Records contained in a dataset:
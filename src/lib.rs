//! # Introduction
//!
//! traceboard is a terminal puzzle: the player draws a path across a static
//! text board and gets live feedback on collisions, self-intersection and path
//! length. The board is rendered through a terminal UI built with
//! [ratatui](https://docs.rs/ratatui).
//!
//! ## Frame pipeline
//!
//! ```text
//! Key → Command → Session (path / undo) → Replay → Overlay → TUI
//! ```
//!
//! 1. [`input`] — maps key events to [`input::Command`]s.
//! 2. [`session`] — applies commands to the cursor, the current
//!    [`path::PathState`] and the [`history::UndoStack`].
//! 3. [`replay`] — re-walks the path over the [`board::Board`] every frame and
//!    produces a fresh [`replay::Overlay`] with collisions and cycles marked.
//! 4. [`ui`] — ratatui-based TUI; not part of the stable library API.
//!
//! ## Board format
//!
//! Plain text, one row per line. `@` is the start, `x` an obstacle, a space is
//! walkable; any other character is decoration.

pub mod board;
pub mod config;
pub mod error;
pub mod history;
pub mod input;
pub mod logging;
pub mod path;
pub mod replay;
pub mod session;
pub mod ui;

* * *

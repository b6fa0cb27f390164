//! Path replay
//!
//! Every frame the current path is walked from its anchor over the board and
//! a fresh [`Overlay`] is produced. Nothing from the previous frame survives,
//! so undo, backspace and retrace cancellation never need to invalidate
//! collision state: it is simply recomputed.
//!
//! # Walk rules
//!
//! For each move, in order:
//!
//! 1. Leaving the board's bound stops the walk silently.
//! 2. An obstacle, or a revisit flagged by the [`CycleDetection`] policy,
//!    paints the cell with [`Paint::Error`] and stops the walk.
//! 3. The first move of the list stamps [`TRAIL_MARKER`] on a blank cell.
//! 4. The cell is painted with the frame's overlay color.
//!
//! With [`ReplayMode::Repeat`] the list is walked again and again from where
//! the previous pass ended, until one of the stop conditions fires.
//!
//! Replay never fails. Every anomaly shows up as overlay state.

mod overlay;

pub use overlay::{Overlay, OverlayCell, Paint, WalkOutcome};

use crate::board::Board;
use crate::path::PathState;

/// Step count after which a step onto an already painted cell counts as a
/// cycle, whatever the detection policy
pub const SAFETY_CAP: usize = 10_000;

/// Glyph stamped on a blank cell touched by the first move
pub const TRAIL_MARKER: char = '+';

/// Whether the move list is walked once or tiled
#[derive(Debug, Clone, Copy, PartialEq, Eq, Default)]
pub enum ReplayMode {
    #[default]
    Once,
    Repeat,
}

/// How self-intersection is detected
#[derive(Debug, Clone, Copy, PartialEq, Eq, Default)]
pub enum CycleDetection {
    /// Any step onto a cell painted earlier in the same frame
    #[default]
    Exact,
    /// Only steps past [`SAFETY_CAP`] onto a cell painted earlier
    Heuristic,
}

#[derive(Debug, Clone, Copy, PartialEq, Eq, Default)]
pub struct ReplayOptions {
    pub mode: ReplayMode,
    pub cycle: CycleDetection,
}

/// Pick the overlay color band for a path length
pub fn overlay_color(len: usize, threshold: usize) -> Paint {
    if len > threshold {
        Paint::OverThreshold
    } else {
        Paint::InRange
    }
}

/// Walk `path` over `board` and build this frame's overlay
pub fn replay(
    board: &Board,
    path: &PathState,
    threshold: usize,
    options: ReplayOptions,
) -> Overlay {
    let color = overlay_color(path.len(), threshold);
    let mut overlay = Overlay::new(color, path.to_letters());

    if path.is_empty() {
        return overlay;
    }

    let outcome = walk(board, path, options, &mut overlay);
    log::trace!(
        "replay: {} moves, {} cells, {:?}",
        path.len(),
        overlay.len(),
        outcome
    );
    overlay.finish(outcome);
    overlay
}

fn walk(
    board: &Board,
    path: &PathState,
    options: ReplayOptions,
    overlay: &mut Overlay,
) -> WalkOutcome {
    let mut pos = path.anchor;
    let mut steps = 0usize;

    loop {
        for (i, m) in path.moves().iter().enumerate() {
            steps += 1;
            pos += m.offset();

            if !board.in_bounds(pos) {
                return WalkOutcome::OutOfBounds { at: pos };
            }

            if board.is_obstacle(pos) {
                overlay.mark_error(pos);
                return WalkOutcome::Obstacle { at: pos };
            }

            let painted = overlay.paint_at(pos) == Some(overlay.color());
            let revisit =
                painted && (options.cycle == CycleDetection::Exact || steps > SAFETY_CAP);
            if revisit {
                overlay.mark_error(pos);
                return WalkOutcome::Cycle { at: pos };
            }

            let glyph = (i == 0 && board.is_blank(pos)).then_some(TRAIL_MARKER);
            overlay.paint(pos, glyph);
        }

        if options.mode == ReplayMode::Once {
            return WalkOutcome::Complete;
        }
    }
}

==

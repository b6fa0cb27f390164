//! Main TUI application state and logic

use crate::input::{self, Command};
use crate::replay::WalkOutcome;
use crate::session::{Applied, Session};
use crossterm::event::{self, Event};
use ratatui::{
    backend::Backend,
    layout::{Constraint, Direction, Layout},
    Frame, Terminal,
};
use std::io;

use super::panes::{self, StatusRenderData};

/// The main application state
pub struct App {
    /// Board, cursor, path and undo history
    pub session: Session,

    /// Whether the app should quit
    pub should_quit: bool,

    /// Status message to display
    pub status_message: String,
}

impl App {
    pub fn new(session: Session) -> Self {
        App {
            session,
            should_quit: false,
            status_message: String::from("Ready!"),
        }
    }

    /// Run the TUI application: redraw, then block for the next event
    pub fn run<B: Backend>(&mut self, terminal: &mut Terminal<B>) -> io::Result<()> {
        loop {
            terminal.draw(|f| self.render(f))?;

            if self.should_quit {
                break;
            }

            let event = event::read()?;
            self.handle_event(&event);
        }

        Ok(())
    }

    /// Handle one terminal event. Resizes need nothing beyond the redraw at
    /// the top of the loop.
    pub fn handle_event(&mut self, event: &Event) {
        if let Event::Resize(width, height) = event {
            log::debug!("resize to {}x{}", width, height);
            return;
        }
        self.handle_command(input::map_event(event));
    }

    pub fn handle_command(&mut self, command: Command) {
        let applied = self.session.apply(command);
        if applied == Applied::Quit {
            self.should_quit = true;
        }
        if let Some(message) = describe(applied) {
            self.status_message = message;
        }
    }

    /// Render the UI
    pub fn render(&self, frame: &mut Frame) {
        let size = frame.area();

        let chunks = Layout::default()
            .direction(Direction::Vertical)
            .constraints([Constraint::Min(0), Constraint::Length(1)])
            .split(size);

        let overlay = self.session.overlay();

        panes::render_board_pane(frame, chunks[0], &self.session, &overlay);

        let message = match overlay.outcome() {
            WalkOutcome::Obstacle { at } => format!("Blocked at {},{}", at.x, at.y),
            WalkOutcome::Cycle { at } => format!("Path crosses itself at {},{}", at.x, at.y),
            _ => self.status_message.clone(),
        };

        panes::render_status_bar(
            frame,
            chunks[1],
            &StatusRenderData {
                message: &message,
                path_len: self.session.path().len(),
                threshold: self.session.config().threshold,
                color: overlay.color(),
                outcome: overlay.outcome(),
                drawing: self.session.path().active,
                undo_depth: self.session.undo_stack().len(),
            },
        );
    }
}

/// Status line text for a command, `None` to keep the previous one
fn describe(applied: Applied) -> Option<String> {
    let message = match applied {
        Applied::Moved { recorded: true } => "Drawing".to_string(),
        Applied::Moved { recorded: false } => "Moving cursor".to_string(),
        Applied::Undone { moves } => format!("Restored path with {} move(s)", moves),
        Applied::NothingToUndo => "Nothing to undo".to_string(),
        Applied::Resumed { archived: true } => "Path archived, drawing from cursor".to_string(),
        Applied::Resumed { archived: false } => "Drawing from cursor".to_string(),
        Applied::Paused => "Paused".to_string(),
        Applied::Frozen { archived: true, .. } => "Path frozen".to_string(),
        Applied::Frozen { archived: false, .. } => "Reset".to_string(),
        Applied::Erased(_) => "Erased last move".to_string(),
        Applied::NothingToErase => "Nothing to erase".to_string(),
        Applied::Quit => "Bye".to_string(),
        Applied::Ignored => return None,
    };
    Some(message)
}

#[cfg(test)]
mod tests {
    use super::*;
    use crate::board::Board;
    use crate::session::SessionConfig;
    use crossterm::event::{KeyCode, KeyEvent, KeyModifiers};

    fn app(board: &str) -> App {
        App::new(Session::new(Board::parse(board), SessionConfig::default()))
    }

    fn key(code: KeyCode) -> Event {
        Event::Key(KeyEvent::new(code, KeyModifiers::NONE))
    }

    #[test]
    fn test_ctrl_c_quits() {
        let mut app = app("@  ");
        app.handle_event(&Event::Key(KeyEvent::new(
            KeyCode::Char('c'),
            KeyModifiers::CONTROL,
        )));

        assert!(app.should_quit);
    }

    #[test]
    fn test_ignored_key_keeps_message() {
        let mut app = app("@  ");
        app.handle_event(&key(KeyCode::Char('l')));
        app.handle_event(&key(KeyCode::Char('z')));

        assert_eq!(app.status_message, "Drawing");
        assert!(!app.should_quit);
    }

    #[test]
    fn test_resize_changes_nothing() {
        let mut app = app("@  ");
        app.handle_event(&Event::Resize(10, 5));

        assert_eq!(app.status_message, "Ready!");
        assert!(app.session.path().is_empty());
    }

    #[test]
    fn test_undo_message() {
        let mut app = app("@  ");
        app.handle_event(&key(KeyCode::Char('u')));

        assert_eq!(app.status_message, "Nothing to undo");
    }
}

## Problem
Print exactly the lines above, between the one holding "pub fn render(&self, frame: &mut" and the one holding "archived: true, ..", inclusive, and nothing besides.

## Response
    pub fn render(&self, frame: &mut Frame) {
        let size = frame.area();

        let chunks = Layout::default()
            .direction(Direction::Vertical)
            .constraints([Constraint::Min(0), Constraint::Length(1)])
            .split(size);

        let overlay = self.session.overlay();

        panes::render_board_pane(frame, chunks[0], &self.session, &overlay);

        let message = match overlay.outcome() {
            WalkOutcome::Obstacle { at } => format!("Blocked at {},{}", at.x, at.y),
            WalkOutcome::Cycle { at } => format!("Path crosses itself at {},{}", at.x, at.y),
            _ => self.status_message.clone(),
        };

        panes::render_status_bar(
            frame,
            chunks[1],
            &StatusRenderData {
                message: &message,
                path_len: self.session.path().len(),
                threshold: self.session.config().threshold,
                color: overlay.color(),
                outcome: overlay.outcome(),
                drawing: self.session.path().active,
                undo_depth: self.session.undo_stack().len(),
            },
        );
    }
}

/// Status line text for a command, `None` to keep the previous one
fn describe(applied: Applied) -> Option<String> {
    let message = match applied {
        Applied::Moved { recorded: true } => "Drawing".to_string(),
        Applied::Moved { recorded: false } => "Moving cursor".to_string(),
        Applied::Undone { moves } => format!("Restored path with {} move(s)", moves),
        Applied::NothingToUndo => "Nothing to undo".to_string(),
        Applied::Resumed { archived: true } => "Path archived, drawing from cursor".to_string(),
        Applied::Resumed { archived: false } => "Drawing from cursor".to_string(),
        Applied::Paused => "Paused".to_string(),
        Applied::Frozen { archived: true, .. } => "Path frozen".to_string(),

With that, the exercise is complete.